Snabba Cash (Netflix)
In Swedish, "snabba" means "fast", which must have made "Mr Loverman" a novelty hit. Snabba Cash started life as a popular crime novel by Jens Lapidus, first published in 2006. There was a film adaptation in 2010, released in English-speaking territories as Easy Money, and now we're back with a series-length remake written for the screen by the book's original author. It's a tense, high-stakes drama about a tech entrepreneur looking for "snabba cash" to fund her start-up and the criminal underworld she gets drawn deeper and deeper into in her efforts to find it. If you love your Nordic noir but sometimes wish it moved at a more frenetic pace, this is the answer.
Movie of the Week: Stowaway (Netflix, from Thursday)
If you could choose three people to go to Mars with, who would you choose? Anna Kendrick, Toni Collette and Daniel Dae Kim? Well, that's who you're getting in Netflix's new intergalactic thriller about three astronauts on a mission to Mars who, as the title suggests, discover a fourth person on board once it's too late to turn back. It's written and directed by Joe Penna, a Brazilian musician who became famous as YouTuber "MysteryGuitarMan". That doesn't sound very promising, but his first feature film, Arctic, starring Mads Mikkelsen – got great reviews when it premiered at Cannes in 2018, so you never know.
From the Vault: Flatmates (2007) (NZ On Screen)
Flatmates has a claim to being the first New Zealand reality series, and certainly the most authentic – just a bunch of young people flatting together in a big Auckland villa and filming their arguments over who's going to do the big flat shop. Nearly quarter of a century later it's a remarkable time capsule to what is starting to feel like a whole other time, and now the first five episodes are available on NZ On Screen, not just the first one. If you ever feel like going back and living in 1997 for a bit, now you can.
Podcast of the Week: Bed of Lies
How well do you really know your significant other? If you're fairly confident they are who they say they are, well, that's what the women in Bed of Lies thought too.

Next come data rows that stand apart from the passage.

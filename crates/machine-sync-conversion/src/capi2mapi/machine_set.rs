//! Platform-independent conversion of Cluster API MachineSet fields
//!
//! Only set-level fields are handled here. The template is filled in from the
//! per-machine conversion so that template problems are reported once.

use k8s_openapi::apimachinery::pkg::apis::meta::v1::{LabelSelector, ObjectMeta};
use machine_sync_common::crd::{capi, mapi};
use machine_sync_common::{ErrorList, FieldError, Path};

use super::machine::{convert_label_key, convert_labels};

/// Delete policies understood by both APIs
pub const SUPPORTED_DELETE_POLICIES: &[&str] = &["Random", "Newest", "Oldest"];

/// Convert the set-level parts of a Cluster API MachineSet
pub fn from_capi_machine_set_to_mapi_machine_set(
    capi_machine_set: &capi::MachineSet,
) -> (mapi::MachineSet, ErrorList) {
    let mut errors = ErrorList::new();
    let meta = &capi_machine_set.metadata;
    let spec = &capi_machine_set.spec;

    if let Some(policy) = &spec.delete_policy {
        if !SUPPORTED_DELETE_POLICIES.contains(&policy.as_str()) {
            errors.push(FieldError::not_supported(
                &Path::new("spec").child("deletePolicy"),
                policy,
                SUPPORTED_DELETE_POLICIES,
            ));
        }
    }

    let mapi_spec = mapi::MachineSetSpec {
        replicas: spec.replicas,
        min_ready_seconds: spec.min_ready_seconds,
        delete_policy: spec.delete_policy.clone(),
        selector: convert_selector(&spec.selector),
        template: mapi::MachineTemplateSpec::default(),
    };

    let name = meta.name.as_deref().unwrap_or_default();
    let mut machine_set = mapi::MachineSet::new(name, mapi_spec);
    machine_set.metadata = ObjectMeta {
        name: meta.name.clone(),
        namespace: meta.namespace.clone(),
        labels: convert_labels(meta.labels.as_ref()),
        annotations: meta.annotations.clone(),
        ..Default::default()
    };

    (machine_set, errors)
}

fn convert_selector(selector: &LabelSelector) -> LabelSelector {
    LabelSelector {
        match_labels: selector.match_labels.as_ref().map(|labels| {
            labels
                .iter()
                .map(|(key, value)| (convert_label_key(key), value.clone()))
                .collect()
        }),
        match_expressions: selector.match_expressions.as_ref().map(|expressions| {
            expressions
                .iter()
                .cloned()
                .map(|mut expression| {
                    expression.key = convert_label_key(&expression.key);
                    expression
                })
                .collect()
        }),
    }
}
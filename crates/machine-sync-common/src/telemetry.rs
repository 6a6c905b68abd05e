//! Telemetry initialization for structured logging
//!
//! Provides unified `tracing` setup with:
//! - `RUST_LOG` driven filtering, falling back to [`DEFAULT_LOG_FILTER`]
//! - JSON structured logs or human-readable text, selected by
//!   [`LOG_FORMAT_ENV`]

use std::str::FromStr;

use thiserror::Error;
use tracing_subscriber::layer::SubscriberExt;
use tracing_subscriber::util::SubscriberInitExt;
use tracing_subscriber::EnvFilter;

/// Environment variable selecting the log format ("json" or "text")
pub const LOG_FORMAT_ENV: &str = "MACHINE_SYNC_LOG_FORMAT";

/// Filter used when `RUST_LOG` is not set
pub const DEFAULT_LOG_FILTER: &str = "info,machine_sync=debug";

/// Errors that can occur during telemetry initialization
#[derive(Debug, Error)]
pub enum TelemetryError {
    /// Failed to initialize tracing subscriber
    #[error("failed to initialize tracing subscriber: {0}")]
    SubscriberInit(String),

    /// Unrecognized log format
    #[error("unknown log format '{0}', expected 'json' or 'text'")]
    UnknownFormat(String),
}

/// Output format for log lines
#[derive(Debug, Clone, Copy, Default, PartialEq, Eq)]
pub enum LogFormat {
    /// One JSON object per event
    Json,
    /// Human-readable lines
    #[default]
    Text,
}

impl FromStr for LogFormat {
    type Err = TelemetryError;

    fn from_str(s: &str) -> Result<Self, Self::Err> {
        match s.trim().to_ascii_lowercase().as_str() {
            "json" => Ok(LogFormat::Json),
            "text" | "pretty" => Ok(LogFormat::Text),
            other => Err(TelemetryError::UnknownFormat(other.to_string())),
        }
    }
}

/// Configuration for telemetry initialization
#[derive(Debug, Clone)]
pub struct TelemetryConfig {
    /// Service name recorded on startup (e.g., "machine-sync")
    pub service_name: String,

    /// Log line format
    pub format: LogFormat,
}

impl Default for TelemetryConfig {
    fn default() -> Self {
        Self {
            service_name: "machine-sync".to_string(),
            format: std::env::var(LOG_FORMAT_ENV)
                .ok()
                .and_then(|v| v.parse().ok())
                .unwrap_or_default(),
        }
    }
}

/// Initialize the global tracing subscriber
///
/// # Example
///
/// ```ignore
/// use machine_sync_common::telemetry::{init_telemetry, TelemetryConfig};
///
/// init_telemetry(TelemetryConfig::default())?;
/// ```
pub fn init_telemetry(config: TelemetryConfig) -> Result<(), TelemetryError> {
    let env_filter =
        EnvFilter::try_from_default_env().unwrap_or_else(|_| EnvFilter::new(DEFAULT_LOG_FILTER));

    let registry = tracing_subscriber::registry().with(env_filter);
    let result = match config.format {
        LogFormat::Json => registry
            .with(
                tracing_subscriber::fmt::layer()
                    .json()
                    .with_current_span(true)
                    .with_span_list(false)
                    .with_target(true)
                    .with_writer(std::io::stderr),
            )
            .try_init(),
        LogFormat::Text => registry
            .with(
                tracing_subscriber::fmt::layer()
                    .with_target(false)
                    .with_writer(std::io::stderr),
            )
            .try_init(),
    };
    result.map_err(|e| TelemetryError::SubscriberInit(e.to_string()))?;

    tracing::debug!(
        service = %config.service_name,
        format = ?config.format,
        "telemetry initialized"
    );
    Ok(())
}
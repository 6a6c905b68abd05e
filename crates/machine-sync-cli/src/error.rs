//! Error types for the CLI

/// CLI Result type
pub type Result<T> = std::result::Result<T, Error>;

/// CLI errors
#[derive(Debug, thiserror::Error)]
pub enum Error {
    #[error("io error: {0}")]
    Io(#[from] std::io::Error),

    #[error("yaml error: {0}")]
    Yaml(#[from] serde_yaml::Error),

    #[error("json error: {0}")]
    Json(#[from] serde_json::Error),

    #[error("telemetry error: {0}")]
    Telemetry(#[from] machine_sync_common::telemetry::TelemetryError),

    #[error("unsupported manifest: {api_version} {kind}")]
    UnsupportedKind { api_version: String, kind: String },

    #[error("invalid input: {message}")]
    Validation { message: String },

    #[error("conversion failed: {0}")]
    Conversion(#[from] machine_sync_common::Error),
}

impl Error {
    pub fn validation(message: impl Into<String>) -> Self {
        Error::Validation {
            message: message.into(),
        }
    }

    pub fn unsupported_kind(api_version: impl Into<String>, kind: impl Into<String>) -> Self {
        Error::UnsupportedKind {
            api_version: api_version.into(),
            kind: kind.into(),
        }
    }

    /// Render for the terminal, one line per aggregated conversion error
    pub fn report(&self) -> String {
        match self {
            Error::Conversion(machine_sync_common::Error::Aggregate(agg)) if agg.len() > 1 => {
                let mut out = String::from("conversion failed:");
                for err in agg.errors() {
                    out.push_str("\n  - ");
                    out.push_str(&err.to_string());
                }
                out
            }
            other => other.to_string(),
        }
    }
}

The series is a mind-bending story of deception that gets wilder – and better – with every episode. It's not technically true-crime, but very true-crime adjacent: Telegraph journalist Cara McGoogan starts out by introducing us to four women with stories so similar she's constantly having to remind us who's who. Each met a man, they've spent several years together, then one day the bloke's just up and vanished without a trace.
Only when you put all their stories together do the red flags really start to flutter. All the men have kind of hazy backstories, all the partners seem to have stumbled across documents in other people's names, and a lot of them seem to drive vans.
As always, the less you know before you start listening, the better – just know the truth they uncover when they put it all together is even more scandalous than you imagine. And never trust a man who drives a van.